AGI – Un gruppo di ricercatori dell’Aoup di Pisa, del Politecnico di Milano e dello Spallanzani di Roma ha individuato il meccanismo per predire le varianti di SARS-CoV-2 alle quali adattare i nuovi vaccini e gli anticorpi monoclonali. Grazie a un software basato sul fenomeno biologico dell’evoluzione convergente, ossia quel processo evolutivo in cui specie geneticamente diverse sviluppano caratteristiche simili perché si adattano a condizioni ambientali simili, ora sarà possibile predire le varianti Covid e facilitare la scelta di quali di queste usare nei vaccini e nei farmaci anti-Covid.
Il software si chiama ConvMut (abbreviazione di “Convergent Mutations”) ed è stato sviluppato da un’idea portata avanti per anni da Daniele Focosi, ematologo e virologo dell’Azienda Ospedaliero-Universitaria Pisana, in collaborazione coi team di Fabrizio Maggi (Direttore Dipartimento di Epidemiologia, ricerca preclinica e diagnostica avanzata dell’Istituto Nazionale per le Malattie Infettive Lazzaro Spallanzani IRCCS Roma) e di Anna Bernasconi (Ricercatrice di Ingegneria Informatica del Politecnico di Milano).
Da pochi giorni ConvMut è liberamente accessibile sulla piattaforma internazionale della GISAID Data Science Initiative per esplorare le mutazioni virali convergenti. ConvMut sfrutterà gli oltre 17 milioni di sequenze presenti in GISAID EpiCoV. Migliaia di laboratori in tutto il mondo condividono le loro sequenze virali e i metadati associati tramite GISAID per fornire informazioni in tempo reale sulle minacce virali circolanti.

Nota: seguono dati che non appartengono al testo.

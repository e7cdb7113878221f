//! Record model: one customer snapshot and its observed outcome.
//!
//! Records are read-only once loaded. Nothing in the engine mutates a
//! `CustomerRecord`; every metric is derived from borrowed records.

use crate::{
    error::{AnalyticsError, AnalyticsResult},
    types::{CustomerId, Money},
};
use serde::{Deserialize, Serialize};
use std::collections::HashSet;
use std::fmt;
use std::str::FromStr;

// ── Status ───────────────────────────────────────────────────────────────────

/// Lifecycle outcome for the observation period. Exactly one per record.
#[derive(Debug, Clone, Copy, PartialEq, Eq, Hash, PartialOrd, Ord, Serialize, Deserialize)]
pub enum CustomerStatus {
    #[serde(alias = "Stayed", alias = "active", alias = "stayed")]
    Active,
    #[serde(alias = "churned")]
    Churned,
    #[serde(alias = "Joined", alias = "new", alias = "joined")]
    New,
}

impl CustomerStatus {
    pub const ALL: [CustomerStatus; 3] = [Self::Active, Self::Churned, Self::New];

    pub fn as_str(&self) -> &'static str {
        match self {
            Self::Active => "Active",
            Self::Churned => "Churned",
            Self::New => "New",
        }
    }
}

impl fmt::Display for CustomerStatus {
    fn fmt(&self, f: &mut fmt::Formatter<'_>) -> fmt::Result {
        f.write_str(self.as_str())
    }
}

// ── Record ───────────────────────────────────────────────────────────────────

#[derive(Debug, Clone, PartialEq, Serialize, Deserialize)]
pub struct CustomerRecord {
    pub id:                 CustomerId,
    pub status:             CustomerStatus,
    pub city:               String,
    pub contract_type:      String,
    pub offer:              String,
    pub gender:             String,
    pub age:                u32,
    pub tenure_months:      u32,
    pub monthly_charge:     Money,
    pub total_revenue:      Money,
    pub lifetime_value:     Money,
    #[serde(default)]
    pub satisfaction_score: Option<u8>,
    #[serde(default)]
    pub churn_category:     Option<String>,
    #[serde(default)]
    pub churn_reason:       Option<String>,
    /// Upstream churn propensity. An input, never computed here.
    #[serde(default)]
    pub churn_score:        Option<f64>,
    #[serde(default)]
    pub latitude:           Option<f64>,
    #[serde(default)]
    pub longitude:          Option<f64>,
}

impl CustomerRecord {
    /// A record with empty attributes and zero amounts. Use the `with_*`
    /// methods to fill in what a fixture or loader needs.
    pub fn new(id: impl Into<CustomerId>, status: CustomerStatus) -> Self {
        Self {
            id: id.into(),
            status,
            city: String::new(),
            contract_type: String::new(),
            offer: String::new(),
            gender: String::new(),
            age: 0,
            tenure_months: 0,
            monthly_charge: 0.0,
            total_revenue: 0.0,
            lifetime_value: 0.0,
            satisfaction_score: None,
            churn_category: None,
            churn_reason: None,
            churn_score: None,
            latitude: None,
            longitude: None,
        }
    }

    pub fn is_churned(&self) -> bool {
        self.status == CustomerStatus::Churned
    }

    pub fn with_city(mut self, city: impl Into<String>) -> Self {
        self.city = city.into();
        self
    }

    pub fn with_contract(mut self, contract_type: impl Into<String>) -> Self {
        self.contract_type = contract_type.into();
        self
    }

    pub fn with_offer(mut self, offer: impl Into<String>) -> Self {
        self.offer = offer.into();
        self
    }

    pub fn with_gender(mut self, gender: impl Into<String>) -> Self {
        self.gender = gender.into();
        self
    }

    pub fn with_age(mut self, age: u32) -> Self {
        self.age = age;
        self
    }

    pub fn with_tenure(mut self, tenure_months: u32) -> Self {
        self.tenure_months = tenure_months;
        self
    }

    pub fn with_monthly_charge(mut self, amount: Money) -> Self {
        self.monthly_charge = amount;
        self
    }

    pub fn with_revenue(mut self, total_revenue: Money) -> Self {
        self.total_revenue = total_revenue;
        self
    }

    pub fn with_lifetime_value(mut self, lifetime_value: Money) -> Self {
        self.lifetime_value = lifetime_value;
        self
    }

    pub fn with_satisfaction(mut self, score: u8) -> Self {
        self.satisfaction_score = Some(score);
        self
    }

    pub fn with_churn_details(
        mut self,
        category: impl Into<String>,
        reason: impl Into<String>,
    ) -> Self {
        self.churn_category = Some(category.into());
        self.churn_reason = Some(reason.into());
        self
    }

    pub fn with_location(mut self, latitude: f64, longitude: f64) -> Self {
        self.latitude = Some(latitude);
        self.longitude = Some(longitude);
        self
    }

    /// Check the record-level invariants. Loaders call this; the engine
    /// assumes its input already passed.
    pub fn validate(&self) -> AnalyticsResult<()> {
        let fail = |reason: String| {
            Err(AnalyticsError::InvalidRecord {
                id: self.id.clone(),
                reason,
            })
        };

        if self.id.trim().is_empty() {
            return fail("id is empty".into());
        }

        for (name, amount) in [
            ("monthly_charge", self.monthly_charge),
            ("total_revenue", self.total_revenue),
            ("lifetime_value", self.lifetime_value),
        ] {
            if !amount.is_finite() || amount < 0.0 {
                return fail(format!("{name}={amount} must be a non-negative amount"));
            }
        }

        if let Some(score) = self.satisfaction_score {
            if !(1..=5).contains(&score) {
                return fail(format!("satisfaction_score={score} outside 1-5"));
            }
        }

        let has_churn_details = self.churn_category.is_some() || self.churn_reason.is_some();
        if self.is_churned() && (self.churn_category.is_none() || self.churn_reason.is_none()) {
            return fail("churned record is missing churn_category/churn_reason".into());
        }
        if !self.is_churned() && has_churn_details {
            return fail(format!(
                "status {} must not carry churn_category/churn_reason",
                self.status
            ));
        }

        if let Some(lat) = self.latitude {
            if !(-90.0..=90.0).contains(&lat) {
                return fail(format!("latitude={lat} outside [-90, 90]"));
            }
        }
        if let Some(lon) = self.longitude {
            if !(-180.0..=180.0).contains(&lon) {
                return fail(format!("longitude={lon} outside [-180, 180]"));
            }
        }

        Ok(())
    }
}

/// Validate every record and reject duplicate ids.
pub fn validate_all(records: &[CustomerRecord]) -> AnalyticsResult<()> {
    let mut seen: HashSet<&str> = HashSet::with_capacity(records.len());
    for record in records {
        record.validate()?;
        if !seen.insert(record.id.as_str()) {
            return Err(AnalyticsError::InvalidRecord {
                id: record.id.clone(),
                reason: "duplicate id".into(),
            });
        }
    }
    Ok(())
}

// ── Field selectors ──────────────────────────────────────────────────────────

/// Categorical attributes a filter or segment can key on.
#[derive(Debug, Clone, Copy, PartialEq, Eq, Hash, PartialOrd, Ord, Serialize, Deserialize)]
#[serde(rename_all = "snake_case")]
pub enum CategoricalField {
    City,
    ContractType,
    Offer,
    Gender,
    Status,
    ChurnCategory,
    ChurnReason,
}

impl CategoricalField {
    pub fn name(&self) -> &'static str {
        match self {
            Self::City => "city",
            Self::ContractType => "contract_type",
            Self::Offer => "offer",
            Self::Gender => "gender",
            Self::Status => "status",
            Self::ChurnCategory => "churn_category",
            Self::ChurnReason => "churn_reason",
        }
    }

    /// The record's value, or `None` when missing. Blank strings count as missing.
    pub fn value<'a>(&self, record: &'a CustomerRecord) -> Option<&'a str> {
        let raw = match self {
            Self::City => record.city.as_str(),
            Self::ContractType => record.contract_type.as_str(),
            Self::Offer => record.offer.as_str(),
            Self::Gender => record.gender.as_str(),
            Self::Status => record.status.as_str(),
            Self::ChurnCategory => record.churn_category.as_deref()?,
            Self::ChurnReason => record.churn_reason.as_deref()?,
        };
        if raw.trim().is_empty() {
            None
        } else {
            Some(raw)
        }
    }
}

impl FromStr for CategoricalField {
    type Err = AnalyticsError;

    fn from_str(s: &str) -> Result<Self, Self::Err> {
        match s.trim().to_ascii_lowercase().replace('-', "_").as_str() {
            "city" => Ok(Self::City),
            "contract" | "contract_type" => Ok(Self::ContractType),
            "offer" => Ok(Self::Offer),
            "gender" => Ok(Self::Gender),
            "status" | "customer_status" => Ok(Self::Status),
            "churn_category" => Ok(Self::ChurnCategory),
            "churn_reason" => Ok(Self::ChurnReason),
            other => Err(AnalyticsError::InvalidFilter {
                field: other.to_string(),
                reason: "unknown categorical field".into(),
            }),
        }
    }
}

/// Numeric attributes a range filter or bin scheme can key on.
#[derive(Debug, Clone, Copy, PartialEq, Eq, Hash, PartialOrd, Ord, Serialize, Deserialize)]
#[serde(rename_all = "snake_case")]
pub enum NumericField {
    Age,
    TenureMonths,
    MonthlyCharge,
    TotalRevenue,
    LifetimeValue,
    SatisfactionScore,
    ChurnScore,
    Latitude,
    Longitude,
}

impl NumericField {
    pub fn name(&self) -> &'static str {
        match self {
            Self::Age => "age",
            Self::TenureMonths => "tenure_months",
            Self::MonthlyCharge => "monthly_charge",
            Self::TotalRevenue => "total_revenue",
            Self::LifetimeValue => "lifetime_value",
            Self::SatisfactionScore => "satisfaction_score",
            Self::ChurnScore => "churn_score",
            Self::Latitude => "latitude",
            Self::Longitude => "longitude",
        }
    }

    /// The record's value, or `None` when missing or not a number.
    pub fn value(&self, record: &CustomerRecord) -> Option<f64> {
        let v = match self {
            Self::Age => record.age as f64,
            Self::TenureMonths => record.tenure_months as f64,
            Self::MonthlyCharge => record.monthly_charge,
            Self::TotalRevenue => record.total_revenue,
            Self::LifetimeValue => record.lifetime_value,
            Self::SatisfactionScore => record.satisfaction_score? as f64,
            Self::ChurnScore => record.churn_score?,
            Self::Latitude => record.latitude?,
            Self::Longitude => record.longitude?,
        };
        if v.is_nan() {
            None
        } else {
            Some(v)
        }
    }
}

impl FromStr for NumericField {
    type Err = AnalyticsError;

    fn from_str(s: &str) -> Result<Self, Self::Err> {
        match s.trim().to_ascii_lowercase().replace('-', "_").as_str() {
            "age" => Ok(Self::Age),
            "tenure" | "tenure_months" => Ok(Self::TenureMonths),
            "monthly_charge" => Ok(Self::MonthlyCharge),
            "total_revenue" | "revenue" => Ok(Self::TotalRevenue),
            "lifetime_value" | "cltv" => Ok(Self::LifetimeValue),
            "satisfaction" | "satisfaction_score" => Ok(Self::SatisfactionScore),
            "churn_score" => Ok(Self::ChurnScore),
            "latitude" => Ok(Self::Latitude),
            "longitude" => Ok(Self::Longitude),
            other => Err(AnalyticsError::InvalidFilter {
                field: other.to_string(),
                reason: "unknown numeric field".into(),
            }),
        }
    }
}

/// The monetary subset of `NumericField`, used for concentration analysis.
#[derive(Debug, Clone, Copy, PartialEq, Eq, Hash, Serialize, Deserialize)]
#[serde(rename_all = "snake_case")]
pub enum MonetaryField {
    MonthlyCharge,
    TotalRevenue,
    LifetimeValue,
}

impl MonetaryField {
    pub fn value(&self, record: &CustomerRecord) -> Money {
        match self {
            Self::MonthlyCharge => record.monthly_charge,
            Self::TotalRevenue => record.total_revenue,
            Self::LifetimeValue => record.lifetime_value,
        }
    }
}

impl From<MonetaryField> for NumericField {
    fn from(field: MonetaryField) -> Self {
        match field {
            MonetaryField::MonthlyCharge => NumericField::MonthlyCharge,
            MonetaryField::TotalRevenue => NumericField::TotalRevenue,
            MonetaryField::LifetimeValue => NumericField::LifetimeValue,
        }
    }
}

#[cfg(test)]
mod tests {
    use super::*;

    #[test]
    fn legacy_status_spellings_deserialize() {
        let stayed: CustomerStatus = serde_json::from_str("\"Stayed\"").unwrap();
        let joined: CustomerStatus = serde_json::from_str("\"Joined\"").unwrap();
        assert_eq!(stayed, CustomerStatus::Active);
        assert_eq!(joined, CustomerStatus::New);
    }

    #[test]
    fn churn_details_required_iff_churned() {
        let churned = CustomerRecord::new("c-1", CustomerStatus::Churned);
        assert!(churned.validate().is_err());
        assert!(churned
            .with_churn_details("Competitor", "Better devices")
            .validate()
            .is_ok());

        let active = CustomerRecord::new("c-2", CustomerStatus::Active)
            .with_churn_details("Competitor", "Better devices");
        assert!(active.validate().is_err());
    }

    #[test]
    fn satisfaction_outside_domain_is_rejected() {
        let r = CustomerRecord::new("c-1", CustomerStatus::Active).with_satisfaction(6);
        assert!(r.validate().is_err());
    }

    #[test]
    fn duplicate_ids_are_rejected() {
        let records = vec![
            CustomerRecord::new("c-1", CustomerStatus::Active),
            CustomerRecord::new("c-1", CustomerStatus::New),
        ];
        assert!(validate_all(&records).is_err());
    }

    #[test]
    fn blank_categorical_value_reads_as_missing() {
        let r = CustomerRecord::new("c-1", CustomerStatus::Active).with_city("  ");
        assert_eq!(CategoricalField::City.value(&r), None);
        assert_eq!(CategoricalField::Status.value(&r), Some("Active"));
    }
}
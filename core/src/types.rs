//! Shared primitive types used across the entire engine.

/// A stable, unique identifier for a customer record.
pub type CustomerId = String;

/// A monetary amount in the dataset's currency. No currency semantics.
pub type Money = f64;

/// A percentage in [0, 100] (or [-100, 100] for NPS).
pub type Percent = f64;

/// Default minimum bucket population for a rate to be decision-grade.
pub const DEFAULT_MIN_SAMPLE_SIZE: usize = 50;
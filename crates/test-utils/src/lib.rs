pub mod fake_collector;
pub mod memory_link;
pub mod recording_sink;
pub mod scripted_facility;

use std::sync::Once;
use tracing_subscriber::{fmt, EnvFilter};

pub use fake_collector::{FakeCollector, ReceivedFile, Reply};
pub use memory_link::{ConnectPlan, LinkScript, MemoryConnector};
pub use recording_sink::RecordingSink;
pub use scripted_facility::ScriptedFacility;

static INIT: Once = Once::new();

/// Initialise tracing for tests.
///
/// - Uses `with_test_writer()`, so logs are captured per-test.
/// - The Rust test harness only prints captured output for **failing** tests
///   (unless you run with `-- --nocapture`).
///
/// Enable levels with e.g.:
/// `RUST_LOG=debug cargo test`
pub fn init_tracing() {
    INIT.call_once(|| {
        let filter =
            EnvFilter::try_from_default_env().unwrap_or_else(|_| EnvFilter::new("info"));

        fmt()
            .with_env_filter(filter)
            .with_test_writer() // print only for failing tests unless --nocapture
            .with_target(true)
            .init();
    });
}
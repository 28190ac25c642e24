// src/errors.rs

//! Crate-wide error type and result alias.

use std::path::PathBuf;

use thiserror::Error;

#[derive(Error, Debug)]
pub enum ShipperError {
    #[error("Configuration error: {0}")]
    ConfigError(String),

    #[error("IO error: {0}")]
    IoError(#[from] std::io::Error),

    #[error("TOML parsing error: {0}")]
    TomlError(#[from] toml::de::Error),

    #[error("Watch error: {0}")]
    WatchError(#[from] notify::Error),

    #[error("Watch table invariant violated: {0}")]
    WatchTable(String),

    #[error("{} is not a readable directory: {source}", path.display())]
    UnreadableDirectory {
        path: PathBuf,
        #[source]
        source: std::io::Error,
    },

    #[error("name {name:?} has length {len}; max allowed is {max}")]
    NameTooLong { name: String, len: usize, max: usize },

    #[error("path {path:?} has length {len}; max allowed is {max}")]
    PathTooLong { path: String, len: usize, max: usize },

    #[error("could not read {}: {source}", path.display())]
    LocalRead {
        path: PathBuf,
        #[source]
        source: std::io::Error,
    },

    #[error("connection lost; failed {failures} times in a row")]
    RetriesExhausted { failures: u32 },

    #[error("shutdown requested")]
    Interrupted,

    #[error(transparent)]
    Other(#[from] anyhow::Error),
}

impl ShipperError {
    /// Whether this error must stop the daemon.
    ///
    /// Local read failures stay with the file that caused them; everything
    /// else ends the process.
    pub fn is_fatal(&self) -> bool {
        !matches!(self, ShipperError::LocalRead { .. })
    }

    /// Problems with the directory tree itself (unreadable, oversize names,
    /// a watch that could not be added). Fatal during the startup scan, only
    /// logged for a backfill triggered by a new directory.
    pub fn is_scan_failure(&self) -> bool {
        matches!(
            self,
            ShipperError::UnreadableDirectory { .. }
                | ShipperError::NameTooLong { .. }
                | ShipperError::PathTooLong { .. }
                | ShipperError::WatchError(_)
        )
    }
}

pub use anyhow::Error;
pub type Result<T> = std::result::Result<T, ShipperError>;
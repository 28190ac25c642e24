// src/engine/mod.rs

//! The daemon's control loop.
//!
//! This module ties together:
//! - the watch table and backfill scanner (directory side)
//! - the file sink (transport side)
//! - the notification facility's event stream
//! - cooperative shutdown
//!
//! Individual event reactions live in [`event_handlers`]; the loop that
//! reads events and owns all state is [`runtime::Shipper`].

pub mod event_handlers;
pub mod runtime;
pub mod shutdown;

pub use event_handlers::{handle_directory_created, handle_file_closed};
pub use runtime::Shipper;
pub use shutdown::Shutdown;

“Oggi la pandemia di COVID-19 – dichiara Daniele Focosi, ematologo e virologo dell’Azienda Ospedaliero-Universitaria Pisana – grazie alle campagne vaccinali, è un problema sanitario ristretto fondamentalmente ai pazienti immunocompromessi. E, come fanno sempre i virus, anche SARS-CoV-2 sta continuando a mutare per adattarsi alla popolazione, richiedendo ogni anno l’aggiornamento dei vaccini che, finora, si basano sulla raccomandazione, da parte delle autorità regolatorie, di attenersi al ceppo dominante. Ma tra la scelta e la distribuzione del vaccino intercorrono molti mesi e spesso accade che il vaccino aggiornato non riesca a tenere il passo dell’evoluzione del virus SARS-CoV-2, di cui ad oggi sono stati definiti oltre 5000 sottotipi.”
Predizione avanzata per vaccini e monoclonali
“Predire con mesi di anticipo quale tra questi sarà il ceppo “vincente” – aggiunge Fabrizio Maggi, Direttore Dipartimento di Epidemiologia, ricerca preclinica e diagnostica avanzata dell’Istituto Nazionale per le Malattie Infettive Lazzaro Spallanzani IRCCS Roma – permetterebbe invece di avere vaccini ancora più mirati e quindi più efficaci. A questo mira il software sviluppato in team fra Pisa, Roma e Milano, per predire quali caratteristiche (mutazioni) avrà nei mesi a venire la proteina Spike, bersaglio degli attuali vaccini anti-COVID“.
“Il software – spiega Anna Bernasconi, ricercatrice Tenure-track del Dipartimento di Elettronica, Informazione e Bioingegneria del Politecnico di Milano – compila automaticamente grafici di evoluzione convergente, che venivano fin qui curati manualmente, raggruppando i lignaggi per set di mutazioni che li accomunano (quasi sempre acquisiti in passaggi incrementali) e fornendo quasi in tempo reale informazioni sul numero di sequenze depositate“. ConvMut potrà rivelarsi utile non solo per migliorare i vaccini, ma anche adattare gli anticorpi monoclonali, spesso tra le poche terapie tollerabili dai fragili pazienti immunocompromessi. Predire l’evoluzione del virus può aiutare le aziende che producono monoclonali a focalizzare meglio i loro sforzi di ricerca e sviluppo, riducendone il tasso di fallimenti.